Growing the Elephant – Increasing Earned Advantage for All

The advantages of leveraging diversity through inclusion have been widely recognized, if not often successfully reaped, for decades. Why is it that now we are all so focus on this topic. Amazingly there are still a lot of people who choose to ignore this, while there are ways to ensure you are not seen as disrespectful. Chris Altizer and Gloria Johnson-Cusack not only provide explanation to recognize diversity but also use it through true life examples

The advantages of leveraging diversity through inclusion have been widely recognized, if not often successfully reaped, for decades. Why is it that now we are all so focus on this topic. Amazingly there are still a lot of people who choose to ignore this, while there are ways to ensure you are not seen as disrespectful. Chris Altizer and Gloria Johnson-Cusack not only provide explanation to recognize diversity but also use it through true life examples.

Altizer and Johnson-Cusack goes on to explain that to gain the benefits of diversity, we need to understand sources of advantage. When you consider the sources of advantage, these aren’t new, but how we think of and talk about them needs to change. When one refers to recognizing the elephant in the room, consider this as the elephant of advantage.

This book refers to earned and unearned advantages and really digs deep not only into the definition but shows ways around dealing with these advantages. The challenge is that most past and current programs or experiences don’t allow and explore differences between earned and unearned advantages. Exploring the difference is key to opening the door to safe-yet-brave discussions, awareness, and positive action.

The research behind this book includes scores of interviews, the work of cited experts, and the lived experiences of the authors. The book centers on each individual’s reflection, growth, and action to increase earned advantage and strives to meet each reader where they are in their daily life.

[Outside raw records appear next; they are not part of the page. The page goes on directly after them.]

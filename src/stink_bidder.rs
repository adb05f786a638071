/// stink_bidder.rs – Deep-discount resting bids and their reconciler.
///
/// Keeps a bounded set of GTC buys far below the market, hoping to catch a
/// fat-finger cross or a liquidity crash. The `stink_orders` table is the
/// source of truth: the order manager writes a row when a bid is placed, and
/// each tick reconciles the table against the exchange's open orders —
/// rows that vanished were filled (book the position) or cancelled (free the
/// slot), and freed slots are refilled subject to the allocation cap.
use std::collections::HashSet;
use std::sync::Arc;

use anyhow::Result;
use rand::Rng;
use tracing::{info, warn};

use crate::config::Settings;
use crate::database::{Database, FillRow, NewPosition};
use crate::exchange::ExchangeClient;
use crate::models::{Market, OrderType, PositionSide, Side, Signal, StrategyId};
use crate::notifier::Notifier;
use crate::order_manager::{exit_levels_for, SignalSender};
use crate::pnl::PnlTracker;
use crate::risk::SnapshotState;

/// Hard ceiling on any stink bid price; a "discount" above this is not a
/// stink bid.
const MAX_STINK_PRICE: f64 = 0.10;
const MIN_STINK_PRICE: f64 = 0.01;

/// Compute the bid price for a stink order: `discount_pct` below the
/// reference price, clamped into the stink band and rounded to the tick.
pub fn stink_price(reference_price: f64, discount_pct: f64) -> f64 {
    let raw = reference_price * (1.0 - discount_pct / 100.0);
    let clamped = raw.clamp(MIN_STINK_PRICE, MAX_STINK_PRICE);
    (clamped * 1000.0).round() / 1000.0
}

pub struct StinkBidder {
    settings: Settings,
    db: Arc<Database>,
    exchange: Arc<ExchangeClient>,
    sender: SignalSender,
    pnl: Arc<PnlTracker>,
    notifier: Arc<Notifier>,
}

impl StinkBidder {
    pub fn new(
        settings: Settings,
        db: Arc<Database>,
        exchange: Arc<ExchangeClient>,
        sender: SignalSender,
        pnl: Arc<PnlTracker>,
        notifier: Arc<Notifier>,
    ) -> Self {
        Self {
            settings,
            db,
            exchange,
            sender,
            pnl,
            notifier,
        }
    }

    pub async fn tick(&mut self) -> Result<()> {
        self.reconcile().await?;
        self.place_new_bids().await?;
        Ok(())
    }

    /// Compare the table against the exchange's open orders. A tracked bid
    /// missing from the book either filled (run the normal entry
    /// bookkeeping: position with TP/SL attached) or was cancelled/expired
    /// (drop the row so the slot can be refilled).
    async fn reconcile(&mut self) -> Result<()> {
        let tracked = self.db.get_stink_orders()?;
        if tracked.is_empty() {
            return Ok(());
        }
        let open: HashSet<String> = self
            .exchange
            .open_orders()
            .await?
            .into_iter()
            .map(|o| o.exchange_order_id)
            .collect();

        for stink in tracked {
            if open.contains(&stink.exchange_order_id) {
                continue;
            }
            match self.exchange.order_state(&stink.exchange_order_id).await {
                Ok(state) if state.filled_shares > 0.0 => {
                    if let Err(e) = self.book_filled_bid(&stink, &state).await {
                        warn!(
                            market = %stink.market_id,
                            "booking filled stink bid failed: {e:#}"
                        );
                        continue; // keep the row; retry next tick
                    }
                }
                Ok(_) => {
                    info!(
                        market = %stink.market_id,
                        order_id = %stink.exchange_order_id,
                        "stink bid gone from book (cancelled/expired), slot freed"
                    );
                }
                Err(e) => {
                    warn!(
                        order_id = %stink.exchange_order_id,
                        "stink order state lookup failed: {e:#}"
                    );
                    continue;
                }
            }
            self.db
                .delete_stink_order(&stink.market_id, &stink.token_id)?;
        }
        Ok(())
    }

    /// A resting bid filled while we weren't watching: book it through the
    /// same transactional entry path the order manager uses, so the
    /// position opens with its TP/SL ladder attached.
    async fn book_filled_bid(
        &self,
        stink: &crate::models::StinkOrder,
        state: &crate::exchange::OrderState,
    ) -> Result<()> {
        let Some(order) = self
            .db
            .get_order_by_exchange_id(&stink.exchange_order_id)?
        else {
            anyhow::bail!("no order row for stink bid {}", stink.exchange_order_id);
        };

        let fill_price = state.avg_fill_price.unwrap_or(stink.price);
        let (tp_levels, sl_price) = exit_levels_for(fill_price, PositionSide::Long, &self.settings);
        let fills: Vec<FillRow> = state
            .fills
            .iter()
            .map(|f| FillRow {
                exchange_trade_id: f.trade_id.clone(),
                token_id: stink.token_id.clone(),
                side: Side::Buy.as_str().to_string(),
                price: f.price,
                shares: f.shares,
                fee: f.fee,
            })
            .collect();

        let market = self.exchange.market(&stink.market_id).await?;
        let outcome = market
            .outcome_of(&stink.token_id)
            .ok_or_else(|| anyhow::anyhow!("stink token not in market {}", stink.market_id))?;

        let position_id = self.db.finalize_entry(
            order.id,
            state.filled_shares,
            fill_price,
            state.fee_paid,
            &fills,
            &NewPosition {
                market_id: stink.market_id.clone(),
                token_id: stink.token_id.clone(),
                outcome: outcome.as_str().to_string(),
                side: PositionSide::Long.as_str().to_string(),
                strategy: StrategyId::StinkBidder,
                entry_price: fill_price,
                shares: state.filled_shares,
                entry_fee: state.fee_paid,
                source_wallet: None,
                tp_levels,
                sl_price: Some(sl_price),
                trail_pct: Some(self.settings.exits.trailing_stop_pct),
            },
        )?;
        self.exchange.subscribe(vec![stink.token_id.clone()]);

        info!(
            position_id,
            market = %stink.market_id,
            price = fill_price,
            shares = state.filled_shares,
            "stink bid filled, position opened"
        );
        self.notifier
            .alert(&format!(
                "Stink bid filled on {}: {:.1} shares @ {:.3}",
                stink.market_id, state.filled_shares, fill_price,
            ))
            .await;
        Ok(())
    }

    /// Fill free slots with new bids, respecting the strategy allocation
    /// cap. An unavailable portfolio snapshot skips placement entirely.
    async fn place_new_bids(&mut self) -> Result<()> {
        let cfg = self.settings.stink_bidder.clone();
        let tracked = self.db.get_stink_orders()?;
        if tracked.len() >= cfg.max_active_bids {
            return Ok(());
        }
        let mut slots = cfg.max_active_bids - tracked.len();

        // Allocation cap: resting bid notional plus open stink positions
        // must stay inside the strategy's share of the portfolio.
        let portfolio = match self.pnl.snapshot().await {
            SnapshotState::Ok(s) => s.total_usd(),
            SnapshotState::Unavailable(e) => {
                warn!("stink placement skipped, portfolio unknown: {e}");
                return Ok(());
            }
        };
        let cap_usd = portfolio * cfg.allocation_pct / 100.0;
        let resting: f64 = tracked.iter().map(|s| s.size_usd).sum();
        let positions: f64 = self
            .db
            .get_open_positions(Some(StrategyId::StinkBidder))?
            .iter()
            .map(|p| p.value_at(p.current_price))
            .sum();
        let mut budget = cap_usd - resting - positions;

        let occupied: HashSet<String> = tracked.into_iter().map(|s| s.market_id).collect();
        let markets = self.exchange.active_markets(100).await?;

        for market in markets {
            if slots == 0 || budget < cfg.bid_size_usd {
                break;
            }
            if market.closed || market.resolved {
                continue;
            }
            if market.volume_usd.unwrap_or(0.0) < cfg.min_market_volume_usd {
                continue;
            }
            if occupied.contains(&market.condition_id) {
                continue;
            }

            let Some(signal) = self.build_bid(&market, &cfg) else {
                continue;
            };
            if self.sender.submit(signal).await {
                slots -= 1;
                budget -= cfg.bid_size_usd;
            }
        }
        Ok(())
    }

    /// Bid the higher-priced side (the one with further to fall) at a
    /// random discount in the configured band.
    fn build_bid(
        &self,
        market: &Market,
        cfg: &crate::config::StinkBidderConfig,
    ) -> Option<Signal> {
        let yes_price = market.yes_price.unwrap_or(0.0);
        let no_price = market.no_price.unwrap_or(0.0);
        if yes_price <= 0.0 && no_price <= 0.0 {
            return None;
        }
        let (outcome, reference) = if no_price > yes_price {
            (crate::models::Outcome::No, no_price)
        } else {
            (crate::models::Outcome::Yes, yes_price)
        };
        if reference >= 1.0 {
            return None;
        }

        let discount_pct = rand::thread_rng().gen_range(cfg.min_discount_pct..=cfg.max_discount_pct);
        let price = stink_price(reference, discount_pct);

        Some(Signal::new(
            StrategyId::StinkBidder,
            market.condition_id.clone(),
            market.token_for(outcome).to_string(),
            outcome,
            Side::Buy,
            cfg.bid_size_usd,
            price,
            OrderType::Gtc,
            format!("stink bid: {discount_pct:.1}% discount on {outcome} @ {reference:.3}"),
        ))
    }
}

// ---------------------------------------------------------------------------
// Tests
// ---------------------------------------------------------------------------

#[cfg(test)]
mod tests {
    use super::*;

    #[test]
    fn discount_applies_from_reference() {
        // 80% off 0.50 = 0.10, right at the ceiling
        assert!((stink_price(0.50, 80.0) - 0.10).abs() < 1e-9);
    }

    #[test]
    fn price_capped_at_ten_cents() {
        // 70% off 0.90 = 0.27, clamped
        assert!((stink_price(0.90, 70.0) - 0.10).abs() < 1e-9);
    }

    #[test]
    fn price_floored_at_one_cent() {
        // 90% off 0.05 = 0.005, floored
        assert!((stink_price(0.05, 90.0) - 0.01).abs() < 1e-9);
    }

    #[test]
    fn price_rounds_to_tick() {
        let p = stink_price(0.333, 75.0); // 0.08325 -> 0.083
        assert!((p - 0.083).abs() < 1e-9);
    }
}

People tend to claim absolute truth, based on their limited, subjective truth of others. It’s not that any one of them is entirely wrong; it’s just that none of them is completely right. When you recognize where you stand within this, you will soon realize how to deal with it and make it right.

We don’t see what we won’t look at, and we can’t know what we won’t think about.

Altizer and Johnson-Cusack speaks to earned advantage being benefits or positions gained or granted by virtue of what you do without regard to how you’re born or where you’re raised; unearned advantage are the benefits or positions gained or granted by virtue of who you are or where you’re from.

The opportunity for intentional diversity, equity and inclusion is to grow the elephant of earned advantage for everyone, which generates benefits for everyone. How do you do that, there are plenty of exercises throughout the book to really make you reflect on your beliefs and how you act/react.

Recognizing earned and unearned advantage is hard and necessary – but insufficient. Recognizing the relationship between them is essential.

Where does the elephant come in, well Altizer and Johnson-Cusack believes that by continuing to look into yourself it is like touching a different part of the elephant – it takes courage; as we muster the courage to touch different parts and get comfortable with the occasional uncomfortable reaction, we get from reaching out, we all grow; we’re afraid of being trumpeted, stepped on, etc. – that’s being human but exploring the discomforts of recognizing unearned advantage is necessary to begin working with it. The more we do, the better we get – mindset helps.

Your mindset, or established set of attitudes, begins with your natural traits but develops over time based on life experiences, your mindset is a lens through which you see and understand the world – it interprets and decodes everything you perceive, so it’s quite powerful.

Intentions are powerful because they help us focus on what we hope to achieve without losing sight of why we want to achieve it.

The fixed advantage mindset can accept any single example of discrimination due to unearned advantage as an exception – but it often cannot accept a pattern of them as a rule.

Altizer and Johnson-Cusack really shows how The RAIN framework is a key foundation of Growing the Elephant:

Recognize – Accept – Investigate – Natural Awareness

Expanding your Growth Advantage Mindset involves increasing your awareness of yourself, of others, and of the impact you have on others. RAIN can help you do that.

Researchers have found that most organizations increase their effectiveness when their teams are powered by a diversity of perspectives that come from diversity in terms of race, ethnicity, age and gender – who you are and where you’re from.

By growing earned advantage, you’re meeting the intention for this book and by doing this in your daily life will improve the lives of those around you in the many situations and roles you provide either leadership or followership.

Altizer and Johnson-Cusack stresses that it takes courage and awareness to manage the inevitable challenges that come with facing the various parts of the elephant, it really makes you wonder if it is really worth it. The authors sought to give the readers different ways to share and grow opportunities for earned advantage from whatever unearned advantage they may have.

You may surprise yourself with how it improves your life, as well.